» Directions
If a line below holds the word "fehlgeschlagen", count it; then say how many such lines there are and nothing else.
##### Supplied material #####
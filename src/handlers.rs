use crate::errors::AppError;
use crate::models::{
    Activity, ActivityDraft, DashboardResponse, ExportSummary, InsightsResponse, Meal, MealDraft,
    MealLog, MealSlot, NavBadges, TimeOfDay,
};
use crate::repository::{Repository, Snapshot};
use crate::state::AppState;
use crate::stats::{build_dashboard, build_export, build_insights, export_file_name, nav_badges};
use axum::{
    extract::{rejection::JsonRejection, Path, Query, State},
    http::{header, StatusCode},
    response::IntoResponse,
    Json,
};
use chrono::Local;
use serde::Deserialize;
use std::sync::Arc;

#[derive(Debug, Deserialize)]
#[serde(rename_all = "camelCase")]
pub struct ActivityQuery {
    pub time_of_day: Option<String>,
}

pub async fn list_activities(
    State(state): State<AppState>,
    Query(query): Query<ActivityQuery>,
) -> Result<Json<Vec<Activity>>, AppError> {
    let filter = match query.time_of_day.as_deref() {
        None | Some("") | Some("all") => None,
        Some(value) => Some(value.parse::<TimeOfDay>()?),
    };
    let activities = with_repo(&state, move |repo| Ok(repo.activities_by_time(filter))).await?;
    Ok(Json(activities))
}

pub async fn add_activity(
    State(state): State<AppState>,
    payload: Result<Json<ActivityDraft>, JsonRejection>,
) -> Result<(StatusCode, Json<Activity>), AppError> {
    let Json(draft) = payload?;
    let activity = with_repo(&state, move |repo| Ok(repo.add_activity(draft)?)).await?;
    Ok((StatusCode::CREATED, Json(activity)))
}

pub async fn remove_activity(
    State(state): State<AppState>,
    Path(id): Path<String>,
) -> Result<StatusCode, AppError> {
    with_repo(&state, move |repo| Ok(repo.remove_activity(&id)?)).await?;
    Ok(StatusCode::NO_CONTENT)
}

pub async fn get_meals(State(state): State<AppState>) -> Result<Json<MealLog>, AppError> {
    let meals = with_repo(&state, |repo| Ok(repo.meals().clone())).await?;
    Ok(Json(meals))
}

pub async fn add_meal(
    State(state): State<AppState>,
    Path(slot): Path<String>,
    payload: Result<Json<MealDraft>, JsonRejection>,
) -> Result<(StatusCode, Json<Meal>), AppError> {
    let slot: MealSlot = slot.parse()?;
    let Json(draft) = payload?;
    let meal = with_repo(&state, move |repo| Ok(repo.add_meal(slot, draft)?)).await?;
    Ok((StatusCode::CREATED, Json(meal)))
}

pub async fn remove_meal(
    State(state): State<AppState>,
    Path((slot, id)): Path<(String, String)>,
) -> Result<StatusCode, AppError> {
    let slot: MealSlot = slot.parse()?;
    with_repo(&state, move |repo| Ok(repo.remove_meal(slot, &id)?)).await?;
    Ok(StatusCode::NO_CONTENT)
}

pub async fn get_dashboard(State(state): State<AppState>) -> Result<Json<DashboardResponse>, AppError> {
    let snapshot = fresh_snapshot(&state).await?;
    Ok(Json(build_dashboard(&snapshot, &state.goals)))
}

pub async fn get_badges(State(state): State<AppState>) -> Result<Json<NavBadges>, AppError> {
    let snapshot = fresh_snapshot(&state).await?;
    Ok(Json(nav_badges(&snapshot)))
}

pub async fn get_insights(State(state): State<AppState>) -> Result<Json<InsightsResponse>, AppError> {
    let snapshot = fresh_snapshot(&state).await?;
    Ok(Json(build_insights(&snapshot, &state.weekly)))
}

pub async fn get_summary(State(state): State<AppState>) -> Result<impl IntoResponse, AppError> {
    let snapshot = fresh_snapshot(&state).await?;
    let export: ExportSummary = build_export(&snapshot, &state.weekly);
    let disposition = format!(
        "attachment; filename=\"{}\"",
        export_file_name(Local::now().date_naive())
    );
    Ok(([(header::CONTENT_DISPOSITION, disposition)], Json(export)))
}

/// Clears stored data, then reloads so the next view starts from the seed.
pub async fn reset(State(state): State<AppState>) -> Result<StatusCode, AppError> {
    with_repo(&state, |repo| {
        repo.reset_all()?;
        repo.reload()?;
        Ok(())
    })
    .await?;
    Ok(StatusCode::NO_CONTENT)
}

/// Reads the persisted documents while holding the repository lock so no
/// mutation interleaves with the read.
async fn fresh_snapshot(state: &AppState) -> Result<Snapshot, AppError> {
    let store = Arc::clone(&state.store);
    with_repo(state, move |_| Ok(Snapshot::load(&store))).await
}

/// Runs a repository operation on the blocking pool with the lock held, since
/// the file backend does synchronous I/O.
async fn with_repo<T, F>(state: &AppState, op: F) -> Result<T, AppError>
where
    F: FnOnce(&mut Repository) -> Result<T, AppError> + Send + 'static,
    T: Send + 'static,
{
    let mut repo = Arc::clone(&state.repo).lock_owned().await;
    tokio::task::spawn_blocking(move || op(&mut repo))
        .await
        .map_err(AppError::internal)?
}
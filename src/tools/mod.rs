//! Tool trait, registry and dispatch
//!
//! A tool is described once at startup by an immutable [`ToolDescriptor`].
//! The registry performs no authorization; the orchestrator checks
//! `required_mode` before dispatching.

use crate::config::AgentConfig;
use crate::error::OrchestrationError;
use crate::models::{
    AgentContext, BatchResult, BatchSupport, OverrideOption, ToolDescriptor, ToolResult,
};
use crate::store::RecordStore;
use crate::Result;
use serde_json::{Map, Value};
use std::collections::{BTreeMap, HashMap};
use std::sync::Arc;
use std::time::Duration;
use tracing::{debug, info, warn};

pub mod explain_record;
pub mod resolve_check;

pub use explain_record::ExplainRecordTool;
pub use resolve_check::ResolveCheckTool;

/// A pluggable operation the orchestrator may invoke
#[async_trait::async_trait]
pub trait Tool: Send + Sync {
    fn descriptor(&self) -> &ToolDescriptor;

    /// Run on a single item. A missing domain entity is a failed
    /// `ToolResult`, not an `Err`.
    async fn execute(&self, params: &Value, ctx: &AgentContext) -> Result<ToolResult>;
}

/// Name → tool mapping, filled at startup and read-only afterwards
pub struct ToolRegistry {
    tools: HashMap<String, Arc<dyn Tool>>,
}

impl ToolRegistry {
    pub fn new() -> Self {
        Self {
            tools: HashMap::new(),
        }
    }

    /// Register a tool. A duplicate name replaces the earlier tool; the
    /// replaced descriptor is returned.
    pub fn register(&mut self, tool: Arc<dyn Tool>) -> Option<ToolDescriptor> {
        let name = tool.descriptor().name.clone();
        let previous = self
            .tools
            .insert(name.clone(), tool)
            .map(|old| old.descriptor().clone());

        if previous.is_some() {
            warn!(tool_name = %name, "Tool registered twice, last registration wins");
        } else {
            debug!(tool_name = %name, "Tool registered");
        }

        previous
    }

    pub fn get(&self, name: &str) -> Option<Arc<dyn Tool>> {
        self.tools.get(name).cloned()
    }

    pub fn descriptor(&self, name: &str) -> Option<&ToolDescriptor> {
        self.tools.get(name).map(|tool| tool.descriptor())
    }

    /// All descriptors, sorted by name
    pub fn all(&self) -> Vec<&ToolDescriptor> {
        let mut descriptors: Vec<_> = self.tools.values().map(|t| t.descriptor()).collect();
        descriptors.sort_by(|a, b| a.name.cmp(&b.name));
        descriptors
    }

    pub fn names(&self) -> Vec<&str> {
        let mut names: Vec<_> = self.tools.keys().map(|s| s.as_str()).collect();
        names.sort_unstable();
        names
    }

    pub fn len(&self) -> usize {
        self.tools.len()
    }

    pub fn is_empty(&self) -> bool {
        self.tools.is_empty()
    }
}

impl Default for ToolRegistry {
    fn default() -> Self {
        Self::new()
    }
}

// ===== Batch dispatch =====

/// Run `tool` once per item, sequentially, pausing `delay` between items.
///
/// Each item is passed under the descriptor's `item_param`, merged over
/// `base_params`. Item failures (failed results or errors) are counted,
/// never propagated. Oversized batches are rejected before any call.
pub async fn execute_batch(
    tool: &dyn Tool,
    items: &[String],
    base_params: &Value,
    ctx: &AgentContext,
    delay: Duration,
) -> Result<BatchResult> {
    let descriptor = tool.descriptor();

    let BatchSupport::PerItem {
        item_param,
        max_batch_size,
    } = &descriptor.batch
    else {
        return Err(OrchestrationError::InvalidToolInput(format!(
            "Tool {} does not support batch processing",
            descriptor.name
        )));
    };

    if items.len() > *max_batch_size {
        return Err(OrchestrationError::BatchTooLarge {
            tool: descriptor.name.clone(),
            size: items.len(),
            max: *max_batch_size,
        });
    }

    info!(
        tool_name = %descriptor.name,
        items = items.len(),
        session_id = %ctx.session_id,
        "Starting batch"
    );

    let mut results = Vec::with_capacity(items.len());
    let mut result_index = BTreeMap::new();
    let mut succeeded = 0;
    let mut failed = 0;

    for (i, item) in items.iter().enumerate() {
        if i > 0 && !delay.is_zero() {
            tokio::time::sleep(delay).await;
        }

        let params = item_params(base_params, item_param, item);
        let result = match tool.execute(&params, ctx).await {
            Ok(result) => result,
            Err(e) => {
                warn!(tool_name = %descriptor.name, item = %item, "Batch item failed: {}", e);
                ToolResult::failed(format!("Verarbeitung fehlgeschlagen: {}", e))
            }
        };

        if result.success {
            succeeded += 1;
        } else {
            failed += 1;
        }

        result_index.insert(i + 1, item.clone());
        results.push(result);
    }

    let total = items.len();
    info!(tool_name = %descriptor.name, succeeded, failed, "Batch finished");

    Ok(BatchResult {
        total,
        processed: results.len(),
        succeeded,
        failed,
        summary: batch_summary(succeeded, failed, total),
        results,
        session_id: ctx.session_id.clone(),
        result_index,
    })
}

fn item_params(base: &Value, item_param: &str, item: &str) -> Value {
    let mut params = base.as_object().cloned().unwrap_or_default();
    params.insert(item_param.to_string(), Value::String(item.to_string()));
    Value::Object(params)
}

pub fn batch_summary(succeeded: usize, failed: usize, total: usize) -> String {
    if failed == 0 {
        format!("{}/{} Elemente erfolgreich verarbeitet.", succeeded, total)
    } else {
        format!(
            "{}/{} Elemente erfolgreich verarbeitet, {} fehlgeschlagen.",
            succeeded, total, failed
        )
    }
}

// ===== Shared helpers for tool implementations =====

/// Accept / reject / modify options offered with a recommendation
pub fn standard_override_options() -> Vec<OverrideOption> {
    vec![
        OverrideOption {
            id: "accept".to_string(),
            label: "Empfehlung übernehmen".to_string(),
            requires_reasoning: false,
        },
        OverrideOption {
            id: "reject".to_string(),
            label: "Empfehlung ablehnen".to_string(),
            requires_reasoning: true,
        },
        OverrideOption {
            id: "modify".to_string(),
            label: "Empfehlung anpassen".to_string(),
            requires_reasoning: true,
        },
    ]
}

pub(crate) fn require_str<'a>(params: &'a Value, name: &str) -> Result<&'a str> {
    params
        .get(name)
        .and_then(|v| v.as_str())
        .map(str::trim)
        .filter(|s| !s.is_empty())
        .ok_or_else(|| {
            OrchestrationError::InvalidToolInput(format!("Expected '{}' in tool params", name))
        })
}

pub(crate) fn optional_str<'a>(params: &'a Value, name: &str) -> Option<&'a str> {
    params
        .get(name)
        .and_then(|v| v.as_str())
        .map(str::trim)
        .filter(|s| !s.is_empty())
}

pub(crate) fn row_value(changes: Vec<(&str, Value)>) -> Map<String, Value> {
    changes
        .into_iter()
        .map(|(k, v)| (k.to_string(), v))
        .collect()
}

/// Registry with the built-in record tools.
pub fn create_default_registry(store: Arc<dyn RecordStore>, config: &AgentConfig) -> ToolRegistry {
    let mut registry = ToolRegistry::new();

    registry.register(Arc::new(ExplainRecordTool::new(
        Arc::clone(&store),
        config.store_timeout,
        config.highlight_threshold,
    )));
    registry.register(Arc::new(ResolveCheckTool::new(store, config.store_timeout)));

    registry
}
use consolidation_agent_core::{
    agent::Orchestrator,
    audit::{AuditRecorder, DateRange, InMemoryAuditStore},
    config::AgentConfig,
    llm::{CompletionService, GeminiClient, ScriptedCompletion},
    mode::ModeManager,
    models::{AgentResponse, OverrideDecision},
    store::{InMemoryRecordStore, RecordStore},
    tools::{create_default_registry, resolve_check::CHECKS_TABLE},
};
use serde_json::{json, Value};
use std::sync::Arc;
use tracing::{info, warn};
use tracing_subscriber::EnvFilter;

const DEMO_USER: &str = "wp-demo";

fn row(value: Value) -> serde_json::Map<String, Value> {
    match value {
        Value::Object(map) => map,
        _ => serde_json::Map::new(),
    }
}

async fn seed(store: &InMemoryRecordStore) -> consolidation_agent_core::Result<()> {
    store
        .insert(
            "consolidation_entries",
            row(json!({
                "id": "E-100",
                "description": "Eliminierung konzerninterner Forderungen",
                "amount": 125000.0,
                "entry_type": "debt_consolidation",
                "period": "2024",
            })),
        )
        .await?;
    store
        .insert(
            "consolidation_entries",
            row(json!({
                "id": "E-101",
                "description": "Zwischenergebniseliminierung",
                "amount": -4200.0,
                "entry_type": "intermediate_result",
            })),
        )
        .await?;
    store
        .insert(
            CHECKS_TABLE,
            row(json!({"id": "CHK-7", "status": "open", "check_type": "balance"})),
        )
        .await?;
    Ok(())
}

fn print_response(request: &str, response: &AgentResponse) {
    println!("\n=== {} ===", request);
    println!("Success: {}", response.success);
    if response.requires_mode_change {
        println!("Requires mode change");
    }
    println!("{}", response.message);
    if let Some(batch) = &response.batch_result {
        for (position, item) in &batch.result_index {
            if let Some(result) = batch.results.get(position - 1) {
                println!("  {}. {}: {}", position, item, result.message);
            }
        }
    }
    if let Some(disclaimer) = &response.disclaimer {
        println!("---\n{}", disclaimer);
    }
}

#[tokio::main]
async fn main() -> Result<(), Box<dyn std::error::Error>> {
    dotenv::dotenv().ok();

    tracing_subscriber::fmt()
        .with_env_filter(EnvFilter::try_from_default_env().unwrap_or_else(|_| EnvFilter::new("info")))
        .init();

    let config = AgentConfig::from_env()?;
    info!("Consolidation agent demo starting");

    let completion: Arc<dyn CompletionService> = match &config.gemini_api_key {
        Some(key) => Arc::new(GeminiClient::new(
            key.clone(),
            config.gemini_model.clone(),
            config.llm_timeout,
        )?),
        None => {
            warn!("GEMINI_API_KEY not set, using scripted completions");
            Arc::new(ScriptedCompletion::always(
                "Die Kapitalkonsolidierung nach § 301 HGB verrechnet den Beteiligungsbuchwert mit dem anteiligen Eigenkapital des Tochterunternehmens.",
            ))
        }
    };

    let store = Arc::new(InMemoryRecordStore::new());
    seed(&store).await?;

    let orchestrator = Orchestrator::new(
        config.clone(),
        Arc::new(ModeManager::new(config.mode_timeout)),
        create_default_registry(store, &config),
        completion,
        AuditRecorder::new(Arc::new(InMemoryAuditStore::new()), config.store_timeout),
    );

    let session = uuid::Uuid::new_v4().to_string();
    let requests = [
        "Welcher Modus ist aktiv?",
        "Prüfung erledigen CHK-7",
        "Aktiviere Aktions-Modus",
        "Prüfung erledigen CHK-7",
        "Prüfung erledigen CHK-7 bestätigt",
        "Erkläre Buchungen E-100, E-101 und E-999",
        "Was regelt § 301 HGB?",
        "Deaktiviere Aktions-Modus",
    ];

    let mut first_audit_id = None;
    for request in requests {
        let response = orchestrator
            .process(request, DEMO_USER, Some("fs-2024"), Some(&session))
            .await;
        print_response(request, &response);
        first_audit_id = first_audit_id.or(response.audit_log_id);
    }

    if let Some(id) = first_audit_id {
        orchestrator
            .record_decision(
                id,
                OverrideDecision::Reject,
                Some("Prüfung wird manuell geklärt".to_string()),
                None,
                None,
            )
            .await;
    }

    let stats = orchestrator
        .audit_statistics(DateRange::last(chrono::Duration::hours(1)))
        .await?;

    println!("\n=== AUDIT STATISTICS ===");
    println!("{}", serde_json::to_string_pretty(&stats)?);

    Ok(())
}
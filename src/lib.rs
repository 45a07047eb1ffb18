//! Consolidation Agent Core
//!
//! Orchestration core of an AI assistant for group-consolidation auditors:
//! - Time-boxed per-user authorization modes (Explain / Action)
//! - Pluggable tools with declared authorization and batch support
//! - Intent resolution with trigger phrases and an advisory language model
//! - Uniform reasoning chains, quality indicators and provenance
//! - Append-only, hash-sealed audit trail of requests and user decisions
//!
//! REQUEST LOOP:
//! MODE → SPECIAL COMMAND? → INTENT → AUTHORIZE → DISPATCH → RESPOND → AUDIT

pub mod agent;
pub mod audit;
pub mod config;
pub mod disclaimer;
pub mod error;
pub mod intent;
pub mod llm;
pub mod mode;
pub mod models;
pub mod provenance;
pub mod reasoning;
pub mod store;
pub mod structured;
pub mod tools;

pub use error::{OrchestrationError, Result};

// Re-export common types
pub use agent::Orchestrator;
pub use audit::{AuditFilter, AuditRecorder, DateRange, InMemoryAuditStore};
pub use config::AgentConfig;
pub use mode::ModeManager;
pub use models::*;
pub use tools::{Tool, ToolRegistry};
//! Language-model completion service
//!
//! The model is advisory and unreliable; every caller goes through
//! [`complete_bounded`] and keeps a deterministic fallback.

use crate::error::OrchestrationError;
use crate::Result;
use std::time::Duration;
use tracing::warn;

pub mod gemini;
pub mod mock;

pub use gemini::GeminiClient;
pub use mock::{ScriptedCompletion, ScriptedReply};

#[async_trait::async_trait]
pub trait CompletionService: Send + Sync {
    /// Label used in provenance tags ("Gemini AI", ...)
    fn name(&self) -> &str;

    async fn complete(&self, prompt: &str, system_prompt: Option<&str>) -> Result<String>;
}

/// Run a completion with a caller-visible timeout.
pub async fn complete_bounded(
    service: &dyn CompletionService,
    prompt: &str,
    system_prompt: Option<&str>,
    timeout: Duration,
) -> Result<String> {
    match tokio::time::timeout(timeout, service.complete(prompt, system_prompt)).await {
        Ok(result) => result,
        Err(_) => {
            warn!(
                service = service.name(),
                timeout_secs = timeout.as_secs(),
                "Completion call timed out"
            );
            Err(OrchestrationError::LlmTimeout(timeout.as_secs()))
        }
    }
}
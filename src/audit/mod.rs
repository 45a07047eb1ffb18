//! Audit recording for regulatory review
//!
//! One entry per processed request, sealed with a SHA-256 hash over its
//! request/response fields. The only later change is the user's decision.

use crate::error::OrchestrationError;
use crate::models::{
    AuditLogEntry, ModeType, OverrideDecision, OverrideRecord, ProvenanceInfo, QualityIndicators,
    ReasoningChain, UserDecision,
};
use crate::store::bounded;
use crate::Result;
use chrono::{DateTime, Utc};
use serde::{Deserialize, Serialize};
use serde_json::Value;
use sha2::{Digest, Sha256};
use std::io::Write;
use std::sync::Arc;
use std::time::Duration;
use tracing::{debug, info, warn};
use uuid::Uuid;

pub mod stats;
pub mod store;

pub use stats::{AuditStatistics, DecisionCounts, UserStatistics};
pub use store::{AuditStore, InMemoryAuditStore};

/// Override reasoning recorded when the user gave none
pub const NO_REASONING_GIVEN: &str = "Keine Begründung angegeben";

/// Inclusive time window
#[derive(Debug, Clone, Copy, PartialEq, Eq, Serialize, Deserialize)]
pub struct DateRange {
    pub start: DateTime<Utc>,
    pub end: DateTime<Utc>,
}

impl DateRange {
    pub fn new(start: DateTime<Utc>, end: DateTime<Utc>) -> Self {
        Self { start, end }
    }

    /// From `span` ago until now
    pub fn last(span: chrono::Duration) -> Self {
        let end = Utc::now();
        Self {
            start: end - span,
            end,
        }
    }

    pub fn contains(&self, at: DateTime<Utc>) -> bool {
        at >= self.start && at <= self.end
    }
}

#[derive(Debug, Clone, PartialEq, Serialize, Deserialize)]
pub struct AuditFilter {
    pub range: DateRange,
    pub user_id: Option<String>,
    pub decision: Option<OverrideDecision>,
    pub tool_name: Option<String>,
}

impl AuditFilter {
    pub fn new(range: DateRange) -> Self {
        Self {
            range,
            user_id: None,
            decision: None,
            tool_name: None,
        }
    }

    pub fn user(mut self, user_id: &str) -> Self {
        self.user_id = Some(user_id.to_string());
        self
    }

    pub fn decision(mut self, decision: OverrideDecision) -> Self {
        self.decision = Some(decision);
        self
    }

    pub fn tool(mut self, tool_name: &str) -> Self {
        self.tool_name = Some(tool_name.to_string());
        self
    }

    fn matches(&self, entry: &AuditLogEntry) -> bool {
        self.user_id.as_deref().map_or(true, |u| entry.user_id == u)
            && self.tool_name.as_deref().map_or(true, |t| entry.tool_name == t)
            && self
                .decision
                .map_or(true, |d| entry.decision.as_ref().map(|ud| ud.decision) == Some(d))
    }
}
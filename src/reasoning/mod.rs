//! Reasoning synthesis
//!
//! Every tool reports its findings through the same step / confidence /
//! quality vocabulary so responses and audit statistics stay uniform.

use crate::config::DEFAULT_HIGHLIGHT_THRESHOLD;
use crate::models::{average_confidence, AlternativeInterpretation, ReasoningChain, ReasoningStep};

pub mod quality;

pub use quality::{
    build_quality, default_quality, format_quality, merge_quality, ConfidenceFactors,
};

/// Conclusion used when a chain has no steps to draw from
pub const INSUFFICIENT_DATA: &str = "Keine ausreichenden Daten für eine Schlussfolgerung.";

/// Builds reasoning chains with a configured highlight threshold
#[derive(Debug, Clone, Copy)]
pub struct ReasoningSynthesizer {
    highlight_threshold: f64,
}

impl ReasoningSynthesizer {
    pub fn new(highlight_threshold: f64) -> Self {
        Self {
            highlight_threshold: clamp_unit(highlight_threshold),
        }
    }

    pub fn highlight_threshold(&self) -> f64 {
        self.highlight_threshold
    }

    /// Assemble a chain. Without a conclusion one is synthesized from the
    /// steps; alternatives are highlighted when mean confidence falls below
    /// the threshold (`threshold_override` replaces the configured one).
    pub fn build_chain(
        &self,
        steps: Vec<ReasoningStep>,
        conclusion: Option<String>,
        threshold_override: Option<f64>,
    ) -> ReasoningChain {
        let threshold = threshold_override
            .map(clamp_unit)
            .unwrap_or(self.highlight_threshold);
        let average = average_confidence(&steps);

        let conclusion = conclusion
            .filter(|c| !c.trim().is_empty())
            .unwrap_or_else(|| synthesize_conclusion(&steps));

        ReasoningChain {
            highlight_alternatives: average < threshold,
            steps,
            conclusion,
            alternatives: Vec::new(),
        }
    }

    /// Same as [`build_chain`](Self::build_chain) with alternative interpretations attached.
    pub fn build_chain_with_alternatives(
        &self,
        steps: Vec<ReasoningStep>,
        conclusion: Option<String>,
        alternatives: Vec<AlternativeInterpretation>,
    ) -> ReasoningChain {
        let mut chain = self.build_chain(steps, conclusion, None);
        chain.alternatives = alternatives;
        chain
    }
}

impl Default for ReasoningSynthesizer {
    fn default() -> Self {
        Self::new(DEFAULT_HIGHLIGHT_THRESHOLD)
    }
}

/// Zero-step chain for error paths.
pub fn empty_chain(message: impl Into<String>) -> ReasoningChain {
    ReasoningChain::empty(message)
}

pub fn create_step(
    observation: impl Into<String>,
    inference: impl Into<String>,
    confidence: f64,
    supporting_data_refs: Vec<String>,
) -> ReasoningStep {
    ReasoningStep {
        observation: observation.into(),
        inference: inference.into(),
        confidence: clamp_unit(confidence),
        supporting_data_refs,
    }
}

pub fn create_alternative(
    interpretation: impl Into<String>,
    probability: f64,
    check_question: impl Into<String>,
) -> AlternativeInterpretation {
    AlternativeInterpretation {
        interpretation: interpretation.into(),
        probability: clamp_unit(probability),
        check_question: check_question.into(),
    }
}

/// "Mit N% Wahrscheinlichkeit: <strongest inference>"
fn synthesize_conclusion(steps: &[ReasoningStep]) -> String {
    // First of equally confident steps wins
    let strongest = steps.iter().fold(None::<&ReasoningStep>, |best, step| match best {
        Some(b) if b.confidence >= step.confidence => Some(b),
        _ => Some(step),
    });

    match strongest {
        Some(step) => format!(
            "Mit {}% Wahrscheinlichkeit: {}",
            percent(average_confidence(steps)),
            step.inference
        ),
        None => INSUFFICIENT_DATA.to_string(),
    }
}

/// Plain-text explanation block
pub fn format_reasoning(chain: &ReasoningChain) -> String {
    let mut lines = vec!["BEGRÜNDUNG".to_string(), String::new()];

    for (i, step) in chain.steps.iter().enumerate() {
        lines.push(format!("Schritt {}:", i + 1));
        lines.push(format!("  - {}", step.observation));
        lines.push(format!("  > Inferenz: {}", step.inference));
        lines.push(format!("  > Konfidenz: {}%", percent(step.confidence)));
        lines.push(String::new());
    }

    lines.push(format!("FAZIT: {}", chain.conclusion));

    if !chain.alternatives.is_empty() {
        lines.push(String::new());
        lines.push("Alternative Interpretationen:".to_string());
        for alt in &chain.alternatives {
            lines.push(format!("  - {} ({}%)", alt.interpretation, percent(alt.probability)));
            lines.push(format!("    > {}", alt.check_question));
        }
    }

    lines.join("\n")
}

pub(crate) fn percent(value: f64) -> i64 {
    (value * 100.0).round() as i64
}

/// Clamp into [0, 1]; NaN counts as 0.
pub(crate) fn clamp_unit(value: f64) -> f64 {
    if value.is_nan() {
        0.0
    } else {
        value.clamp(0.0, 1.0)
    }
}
#####
» Task response
2